As Clinton edges closer, infrastructure and healthcare come into focus

Jonathan Boyd
As Clinton edges closer, infrastructure and healthcare come into focus

Seilern Investment Management chief investment officer Raphaël Pitoun says the past week’s developments in the US presidential race suggest investors now face a higher likelihood of a Clinton win, with implications for the infrastructure and healthcare sectors in particular.

Pitoun (pictured), who is fund manager for the Stryx World Growth and America funds at Seilern, said that following the ‘tape-gate’ that erupted around candidate Donald Trump in the past week has made him more certain of a win by Hillary Clinton.

With that certainty comes an equally important question about whether she could also carry Congress through the other elections also taking place. If that were to happen, then she would have much more room to manoeuvre in terms of her stated plans.

Pitoun suggests that there are three key elements to watch for following a Clinton win.

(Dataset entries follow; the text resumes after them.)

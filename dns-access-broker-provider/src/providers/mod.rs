//! AWS service clients

/// Shared utilities used by the service clients.
pub mod common;

mod aws;

pub use aws::{AwsClient, AwsClientBuilder};
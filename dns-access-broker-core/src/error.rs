//! Unified error type definition

use std::fmt;

use serde::Serialize;
use thiserror::Error;

// Re-export library error type
pub use dns_access_broker_provider::ProviderError;

/// Core layer error type
///
/// Raised for local contract violations (bad configuration, empty request
/// fields). Workflow failures are reported as [`Diagnostic`]s instead.
#[derive(Error, Debug, Serialize)]
#[serde(tag = "code", content = "details")]
pub enum CoreError {
    /// Validation error
    #[error("Validation error: {0}")]
    ValidationError(String),

    /// Invalid configuration
    #[error("Invalid configuration: {0}")]
    ConfigError(String),
}

/// Core layer Result type alias
pub type CoreResult<T> = std::result::Result<T, CoreError>;

/// Failure category of a [`Diagnostic`].
#[derive(Debug, Clone, Copy, PartialEq, Eq, Hash, Serialize)]
#[serde(rename_all = "camelCase")]
pub enum ErrorCategory {
    /// Token-expiry race during role assumption; retried up to the configured limit.
    TransientCredential,
    /// Trust policy, external id mismatch or missing permission. Never retried.
    Authorization,
    /// Referenced role or hosted zone does not exist. Never retried.
    NotFound,
    /// Caller violated a local contract (no session, expired session, empty input).
    Precondition,
    /// The calling context cancelled the operation.
    Cancelled,
    /// Any other provider-reported or transport failure, surfaced verbatim.
    UnclassifiedProvider,
}

impl ErrorCategory {
    /// Whether the role assumer may retry a failure of this category.
    pub fn is_retryable(self) -> bool {
        matches!(self, Self::TransientCredential)
    }
}

/// Human-readable, remediation-oriented failure description.
///
/// `Display` renders only the message, so a diagnostic can be prefixed and
/// handed to an operator as a single string.
#[derive(Debug, Clone, PartialEq, Eq, Serialize)]
pub struct Diagnostic {
    /// Category the failure was classified into.
    pub category: ErrorCategory,
    /// Operator-facing message.
    pub message: String,
}

impl Diagnostic {
    /// Creates a diagnostic.
    pub fn new(category: ErrorCategory, message: impl Into<String>) -> Self {
        Self {
            category,
            message: message.into(),
        }
    }

    /// Same category, message prefixed with the failing step.
    #[must_use]
    pub fn prefixed(self, prefix: &str) -> Self {
        Self {
            category: self.category,
            message: format!("{prefix}{}", self.message),
        }
    }
}

impl fmt::Display for Diagnostic {
    fn fmt(&self, f: &mut fmt::Formatter<'_>) -> fmt::Result {
        f.write_str(&self.message)
    }
}

impl std::error::Error for Diagnostic {}

impl From<CoreError> for Diagnostic {
    fn from(err: CoreError) -> Self {
        Self::new(ErrorCategory::Precondition, err.to_string())
    }
}
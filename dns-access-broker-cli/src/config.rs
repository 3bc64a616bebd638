//! Environment-driven configuration

use std::time::Duration;

use anyhow::{bail, Context, Result};
use dns_access_broker_core::AccessConfig;
use dns_access_broker_provider::{AwsCredentials, EndpointConfig};

/// Everything the binary needs, read from the process environment.
#[derive(Debug)]
pub struct CliConfig {
    pub dns_account_id: String,
    pub dns_role_name: String,
    pub external_id: String,
    pub hosted_zone_id: String,
    pub credentials: AwsCredentials,
    pub endpoints: EndpointConfig,
    pub request_timeout: Duration,
    pub access: AccessConfig,
}

/// Default per-call timeout for STS and Route53 requests.
const DEFAULT_TIMEOUT_SECS: u64 = 30;

impl CliConfig {
    /// Reads configuration from the process environment.
    pub fn from_env() -> Result<Self> {
        Self::from_lookup(|key| std::env::var(key).ok())
    }

    /// Reads configuration through `lookup`, treating blank values as unset.
    pub fn from_lookup(lookup: impl Fn(&str) -> Option<String>) -> Result<Self> {
        let get = |key: &str| lookup(key).filter(|v| !v.trim().is_empty());
        let required = |key: &str| {
            get(key).with_context(|| format!("missing required environment variable {key}"))
        };

        let mut access = AccessConfig::default();
        if let Some(v) = get("DNS_ACCESS_MAX_RETRIES") {
            access.max_retries = v
                .trim()
                .parse()
                .with_context(|| format!("DNS_ACCESS_MAX_RETRIES is not a number: {v}"))?;
        }
        if let Some(v) = get("DNS_ACCESS_RETRY_DELAY_SECS") {
            access.retry_delay_secs = v
                .trim()
                .parse()
                .with_context(|| format!("DNS_ACCESS_RETRY_DELAY_SECS is not a number: {v}"))?;
        }
        let request_timeout = match get("DNS_ACCESS_TIMEOUT_SECS") {
            Some(v) => {
                let secs: u64 = v
                    .trim()
                    .parse()
                    .with_context(|| format!("DNS_ACCESS_TIMEOUT_SECS is not a number: {v}"))?;
                if secs == 0 {
                    bail!("DNS_ACCESS_TIMEOUT_SECS must be at least 1");
                }
                Duration::from_secs(secs)
            }
            None => Duration::from_secs(DEFAULT_TIMEOUT_SECS),
        };

        let endpoints = match get("AWS_REGION") {
            Some(region) => EndpointConfig::regional(region.trim()),
            None => EndpointConfig::default(),
        };

        Ok(Self {
            dns_account_id: required("DNS_ACCOUNT_ID")?,
            dns_role_name: required("DNS_ROLE_NAME")?,
            external_id: required("DNS_EXTERNAL_ID")?,
            hosted_zone_id: required("HOSTED_ZONE_ID")?,
            credentials: AwsCredentials::new(
                required("AWS_ACCESS_KEY_ID")?,
                required("AWS_SECRET_ACCESS_KEY")?,
                get("AWS_SESSION_TOKEN"),
            ),
            endpoints,
            request_timeout,
            access,
        })
    }
}
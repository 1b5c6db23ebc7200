//! 可观测性：tracing 初始化

use tracing_subscriber::{fmt, prelude::*, EnvFilter};

/// 默认 info，可通过 RUST_LOG 覆盖；重复调用时忽略（测试中多次初始化）
pub fn init() {
    let filter = EnvFilter::try_from_default_env().unwrap_or_else(|_| EnvFilter::new("info"));
    let _ = tracing_subscriber::registry()
        .with(filter)
        .with(fmt::layer())
        .try_init();
}
//! 工作流构建器
//!
//! 提供流畅的 API 来构建工作流；build 时校验依赖存在、无环，且响应路径任务不依赖后台任务

use std::collections::BTreeMap;

use crate::workflow::graph::WorkflowGraph;
use crate::workflow::types::*;

pub struct WorkflowBuilder {
    id: WorkflowId,
    name: String,
    tasks: BTreeMap<TaskKind, WorkflowTask>,
}

impl WorkflowBuilder {
    pub fn new(name: impl Into<String>) -> Self {
        Self {
            id: format!("wf_{}", uuid::Uuid::new_v4()),
            name: name.into(),
            tasks: BTreeMap::new(),
        }
    }

    /// 添加无依赖的任务
    pub fn task(mut self, kind: TaskKind) -> Self {
        self.tasks.insert(
            kind,
            WorkflowTask {
                kind,
                dependencies: TaskDependencies::None,
                state: TaskState::Waiting,
            },
        );
        self
    }

    /// 设置顺序依赖
    pub fn sequential(mut self, from: TaskKind, to: TaskKind) -> Self {
        if let Some(task) = self.tasks.get_mut(&to) {
            task.dependencies = TaskDependencies::Sequential(from);
        }
        self
    }

    /// 设置 AND 依赖（所有前置任务）
    pub fn depends_on_all(mut self, kind: TaskKind, deps: Vec<TaskKind>) -> Self {
        if let Some(task) = self.tasks.get_mut(&kind) {
            task.dependencies = TaskDependencies::All(deps);
        }
        self
    }

    pub fn build(self) -> Result<Workflow, WorkflowError> {
        if self.tasks.is_empty() {
            return Err(WorkflowError::InvalidConfiguration("workflow has no tasks".to_string()));
        }
        for task in self.tasks.values() {
            for dep in task.dependencies.predecessors() {
                if !self.tasks.contains_key(&dep) {
                    return Err(WorkflowError::TaskNotFound(dep));
                }
                if task.kind.phase() == Phase::Response && dep.phase() == Phase::Background {
                    return Err(WorkflowError::InvalidConfiguration(format!(
                        "{} is on the response path but depends on background task {}",
                        task.kind, dep
                    )));
                }
            }
        }
        WorkflowGraph::new(&self.tasks).topological_order()?;

        Ok(Workflow {
            id: self.id,
            name: self.name,
            tasks: self.tasks,
            status: WorkflowStatus::Created,
            created_at: chrono::Utc::now().timestamp_millis(),
        })
    }
}

impl Workflow {
    /// 固定的对话拓扑：
    /// LoadMemory -> {RagRetrieve, KgSearch} -> Generate -> {PersistMemory, ExtractKnowledge}
    pub fn conversation() -> Result<Workflow, WorkflowError> {
        WorkflowBuilder::new("conversation")
            .task(TaskKind::LoadMemory)
            .task(TaskKind::RagRetrieve)
            .task(TaskKind::KgSearch)
            .task(TaskKind::Generate)
            .task(TaskKind::PersistMemory)
            .task(TaskKind::ExtractKnowledge)
            .sequential(TaskKind::LoadMemory, TaskKind::RagRetrieve)
            .sequential(TaskKind::LoadMemory, TaskKind::KgSearch)
            .depends_on_all(TaskKind::Generate, vec![TaskKind::RagRetrieve, TaskKind::KgSearch])
            .sequential(TaskKind::Generate, TaskKind::PersistMemory)
            .sequential(TaskKind::Generate, TaskKind::ExtractKnowledge)
            .build()
    }
}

The first is around her stated infrastructure plans. Combined infrastructure spending along with plans for developing some sort of infrastructure seeding vehicle could result in up to $500bn of expenditure, some 2%-3% of US GDP. Given that infrastructure investments tend to have a multiplier effect, this is described as “quite interesting” by Pitoun.

The second key change could come in healthcare. Providers of healthcare in the US have been under pressure recently, for example, over the pricing policies of Mylan, which produces a device for delivering epinephrine to people suffering anaphylaxis, or acute allergy. Pitoun notes that Clinton has proposed significant changes to the way the US healthcare system works, for example, in respect of how drugs are bought through the Medicare system. That could hit the margins of drug makers. But there could also be implications for listed health insurers that investors need to understand, he warns.

The third key area that Clinton has raised is inequality along with proposals to reform the country’s tax code. That would be difficult to implement Pitoun says.

Still, he adds: “The likelihood of all these three happening is rising by the day, given the problems of Trump and the fact the Republican Party is in complete disarray.”


From the perspective of a UK investor in US assets there is a currency risk that has risen in the wake of the Brexit vote and recent weaknesses in the currency.

Pitoun suggests that sterling may have taken on the role previously held by the yen, of being a ‘sounding currency’ for currency traders. If that switch has indeed taken place, then the pound could head much lower, because trading will make much less reference to the fundamentals of the UK economy.

That said, US equities still look cheap on a relative valuation basis, Pitoun argues – barring any shock, such as an unexpected recession.

This ‘cheapness’ is also a relative call to the fixed income market, while those who rely on metrics such as the Shiller CAPE will miss out on a “great opportunity to make money”.

Generally, too many investment professionals are into cash at the moment, which is arguably a greater risk, Pitoun adds.

“This is a big risk when you look at the level of cash among peer portfolios, hedge funds, multi-asset allocators; the level of cash is much too high.”

“It’s common thinking, but people talk about the most hated bull market from an investor point of view. Sentiment is low, people are expecting a ‘bomb’, such as a US recession, political trouble in Europe, failed policy in china. But when you look at liquidity and global growth it’s not that bad at all.”

“There is still potential for the equity market, and it is not that expensive. The S&P is around 20x p/e, with earnings yield at about 5% against 1.7% for US 10-year Treasuries. So, unless you think there is going to be something recessionary, then things look good.”

Trade woes

There has been discussion around the possibility that either of the main candidates for the US presidency could lead to more trade protectionism. And the IMF recently warned about protectionist tendencies in regards to threats to global growth.
But Pitoun says of the companies he looks at “for 99% it’s not a problem”.

He notes one exception in the form of Mastercard in Russia. Legislation, described as protectionist, there forced the company through its local joint venture to build a new way to process payments in Russia, he says.

In terms of Brexit it generally seems a benign situation, barring, for example, a breakdown in passporting. But it could create issues “down the road”. For example, the European Medicines Agency may need to relocate to the EU from London, and require a new one to be created just for the UK market. That will create extra costs for companies, Pitoun warns.

However, overall he sees currently little effect at the micro level of protectionism, noting that it does not seem to be preventing people from doing business.